Mello: Não dá mais para ensinar como antigamente por diversos motivos. Na antiguidade o Kung Fu foi usado como guerra, então o treinamento era muito mais duro. Hoje as pessoas querem praticar como autoconhecimento, não mais como soldados. Atualmente as melhores armas que existem são o helicóptero Apache e o caça F14, não uma lança (risos).
“As pessoas gostam da glória, do aparecer, do reconhecimento, mas o Kung Fu não é isso.”

Paradoxxo: Como o Sr. pode traduzir esse auto conhecimento, que as pessoas buscam na arte atualmente? O que se ganha ao treinar com afinco?

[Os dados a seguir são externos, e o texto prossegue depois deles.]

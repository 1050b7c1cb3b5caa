//! Integration tests for the Postgres job queue.
//!
//! Require a database (`DATABASE_URL`); run with `cargo test -- --ignored`.

use assert_matches::assert_matches;
use chrono::{Duration, Utc};
use kublade_core::jobs;
use kublade_core::queue::{
    EnqueueOutcome, FailOutcome, JobQueue, JobState, NewJob, QueueError, WorkerHeartbeat,
};
use kublade_core::types::new_id;
use kublade_db::queue::PgJobQueue;
use sqlx::PgPool;

fn queues(names: &[&str]) -> Vec<String> {
    names.iter().map(|s| s.to_string()).collect()
}

// ---------------------------------------------------------------------------
// Uniqueness
// ---------------------------------------------------------------------------

#[sqlx::test(migrations = "../../db/migrations")]
#[ignore = "requires a PostgreSQL database"]
async fn dispatcher_is_refused_while_pending(pool: PgPool) {
    let queue = PgJobQueue::new(pool);

    let first = queue.enqueue(jobs::template_git_import_dispatcher()).await.unwrap();
    let second = queue.enqueue(jobs::template_git_import_dispatcher()).await.unwrap();

    assert_matches!(first, EnqueueOutcome::Enqueued(_));
    assert_matches!(
        second,
        EnqueueOutcome::Duplicate { ref unique_key } if unique_key == "template-git-import"
    );

    let counts = queue.counts().await.unwrap();
    assert_eq!(counts.len(), 1);
    assert_eq!(counts[0].queue, "dispatchers");
    assert_eq!(counts[0].pending, 1);
}

#[sqlx::test(migrations = "../../db/migrations")]
#[ignore = "requires a PostgreSQL database"]
async fn lock_is_released_after_completion(pool: PgPool) {
    let queue = PgJobQueue::new(pool);

    let id = queue
        .enqueue(jobs::template_git_import_dispatcher())
        .await
        .unwrap()
        .job_id()
        .unwrap();
    let claimed = queue.claim_next(&queues(&["dispatchers"])).await.unwrap().unwrap();
    assert_eq!(claimed.id, id);
    assert_eq!(claimed.state, JobState::Running);
    assert_eq!(claimed.attempts, 1);

    assert_matches!(
        queue.enqueue(jobs::template_git_import_dispatcher()).await.unwrap(),
        EnqueueOutcome::Duplicate { .. }
    );

    queue.complete(id, claimed.attempts).await.unwrap();
    assert_matches!(
        queue.enqueue(jobs::template_git_import_dispatcher()).await.unwrap(),
        EnqueueOutcome::Enqueued(_)
    );
}

#[sqlx::test(migrations = "../../db/migrations")]
#[ignore = "requires a PostgreSQL database"]
async fn retry_keeps_lock_until_terminal_failure(pool: PgPool) {
    let queue = PgJobQueue::new(pool);
    let job = NewJob::new("dispatch", "dispatchers")
        .unique_by("k")
        .with_max_attempts(2);

    let id = queue.enqueue(job.clone()).await.unwrap().job_id().unwrap();

    queue.claim_next(&queues(&["dispatchers"])).await.unwrap();
    assert_eq!(
        queue.fail(id, 1, "first").await.unwrap(),
        FailOutcome::Retrying { attempts: 1 }
    );
    assert_matches!(queue.enqueue(job.clone()).await.unwrap(), EnqueueOutcome::Duplicate { .. });

    queue.claim_next(&queues(&["dispatchers"])).await.unwrap();
    assert_eq!(queue.fail(id, 2, "second").await.unwrap(), FailOutcome::Failed);
    assert_matches!(queue.enqueue(job).await.unwrap(), EnqueueOutcome::Enqueued(_));
}

#[sqlx::test(migrations = "../../db/migrations")]
#[ignore = "requires a PostgreSQL database"]
async fn concurrent_unique_enqueues_collapse_to_one(pool: PgPool) {
    let queue = PgJobQueue::new(pool);

    let mut handles = Vec::new();
    for _ in 0..8 {
        let queue = queue.clone();
        handles.push(tokio::spawn(async move {
            queue.enqueue(jobs::template_git_import_dispatcher()).await.unwrap()
        }));
    }

    let mut enqueued = 0;
    for handle in handles {
        if let EnqueueOutcome::Enqueued(_) = handle.await.unwrap() {
            enqueued += 1;
        }
    }
    assert_eq!(enqueued, 1);
}

// ---------------------------------------------------------------------------
// Claiming and settling
// ---------------------------------------------------------------------------

#[sqlx::test(migrations = "../../db/migrations")]
#[ignore = "requires a PostgreSQL database"]
async fn claim_prefers_earlier_queues(pool: PgPool) {
    let queue = PgJobQueue::new(pool);

    let import = queue.enqueue(jobs::template_git_import(new_id())).await.unwrap();
    let dispatch = queue.enqueue(jobs::template_git_import_dispatcher()).await.unwrap();

    let order = queues(&["dispatchers", "git-import"]);
    let first = queue.claim_next(&order).await.unwrap().unwrap();
    let second = queue.claim_next(&order).await.unwrap().unwrap();

    assert_eq!(Some(first.id), dispatch.job_id());
    assert_eq!(Some(second.id), import.job_id());
    assert!(queue.claim_next(&order).await.unwrap().is_none());
}

#[sqlx::test(migrations = "../../db/migrations")]
#[ignore = "requires a PostgreSQL database"]
async fn settling_a_pending_job_is_rejected(pool: PgPool) {
    let queue = PgJobQueue::new(pool);
    let id = queue
        .enqueue(NewJob::new("a", "q"))
        .await
        .unwrap()
        .job_id()
        .unwrap();

    assert_matches!(queue.complete(id, 0).await, Err(QueueError::NotRunning { .. }));
    assert_matches!(queue.fail(new_id(), 1, "x").await, Err(QueueError::JobNotFound(_)));
}

#[sqlx::test(migrations = "../../db/migrations")]
#[ignore = "requires a PostgreSQL database"]
async fn earlier_claim_cannot_settle_a_reclaimed_job(pool: PgPool) {
    let queue = PgJobQueue::new(pool);
    let dispatchers = queues(&["dispatchers"]);
    queue.enqueue(jobs::template_git_import_dispatcher()).await.unwrap();

    let first = queue.claim_next(&dispatchers).await.unwrap().unwrap();
    queue
        .requeue_stale(Utc::now() + Duration::seconds(5))
        .await
        .unwrap();
    let second = queue.claim_next(&dispatchers).await.unwrap().unwrap();
    assert_eq!(second.attempts, first.attempts + 1);

    assert_matches!(
        queue.complete(first.id, first.attempts).await,
        Err(QueueError::NotRunning { .. })
    );
    assert_matches!(
        queue.enqueue(jobs::template_git_import_dispatcher()).await.unwrap(),
        EnqueueOutcome::Duplicate { .. }
    );

    queue.complete(second.id, second.attempts).await.unwrap();
    assert_matches!(
        queue.enqueue(jobs::template_git_import_dispatcher()).await.unwrap(),
        EnqueueOutcome::Enqueued(_)
    );
}

#[sqlx::test(migrations = "../../db/migrations")]
#[ignore = "requires a PostgreSQL database"]
async fn stale_jobs_return_to_pending(pool: PgPool) {
    let queue = PgJobQueue::new(pool);
    queue.enqueue(NewJob::new("a", "q")).await.unwrap();
    queue.claim_next(&queues(&["q"])).await.unwrap().unwrap();

    let requeued = queue
        .requeue_stale(Utc::now() + Duration::seconds(5))
        .await
        .unwrap();
    assert_eq!(requeued, 1);
    assert!(queue.claim_next(&queues(&["q"])).await.unwrap().is_some());
}

#[sqlx::test(migrations = "../../db/migrations")]
#[ignore = "requires a PostgreSQL database"]
async fn heartbeat_upserts_by_name(pool: PgPool) {
    let queue = PgJobQueue::new(pool);
    let mut heartbeat = WorkerHeartbeat {
        name: "worker-1".to_string(),
        queues: queues(&["dispatchers"]),
        paused: false,
        last_seen_at: Utc::now(),
    };
    queue.record_heartbeat(&heartbeat).await.unwrap();
    heartbeat.paused = true;
    queue.record_heartbeat(&heartbeat).await.unwrap();

    let workers = queue.workers().await.unwrap();
    assert_eq!(workers.len(), 1);
    assert!(workers[0].paused);
}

Mello: Nos Estados Unidos fizeram uma pesquisa e viram que um executivo toma uma decisão a cada oito minutos, e foi muito aconselhado a prática de artes marciais para a pessoa aprender a ter controle de decisão rápido, então, é muito necessário para o desenvolvimento emocional, como técnica de defesa pessoal, como saúde preventiva, como disciplina, como arte. Em longo prazo, as vantagens são infinitas.

Paradoxxo: Os filmes do cinema mostram aos ocidentais uma parte bem performática da arte marcial. É impossível pensar em Kung Fu sem lembrar-se de Bruce Lee, por exemplo, ele realmente mostrava o que é lutar ou era algo mais acrobático?


Mello: O Bruce Lee tentava passar o significado do Kung Fu, ele tentava ensinar aquilo que ele acreditava, o que não ocorre hoje com os artistas atuais, que fazem só entretenimento. Bruce Lee tentava passar um lado filosófico, um motivo para aquela violência, não só a violência barata.
“As pessoas têm celular, a internet, elas querem resposta rápida às coisas. Ninguém quer levar três, cinco anos ou mais de prática para aprender uma arte.”

Paradoxxo: O Kung Fu sendo mais do que um esporte torna a sua prática um caminho para a vida não é mesmo? A pessoa precisa de muita devoção para trilhar esta estrada?

Mello: Ela precisa gostar da arte, senão, não adiante ter todo e qualquer tipo de disciplina ou força de vontade se ela não gostar. Ela vai desistir por falta de interesse, tem que ter um objetivo que é o crescimento pessoal, se não tiver este objetivo vai acabar parando ou vai se inclinar a campeonatos e a essas glórias de medalha esquecendo-se da arte é como ter uma mulher muito bonita e não amá-la, você acaba a abandonando.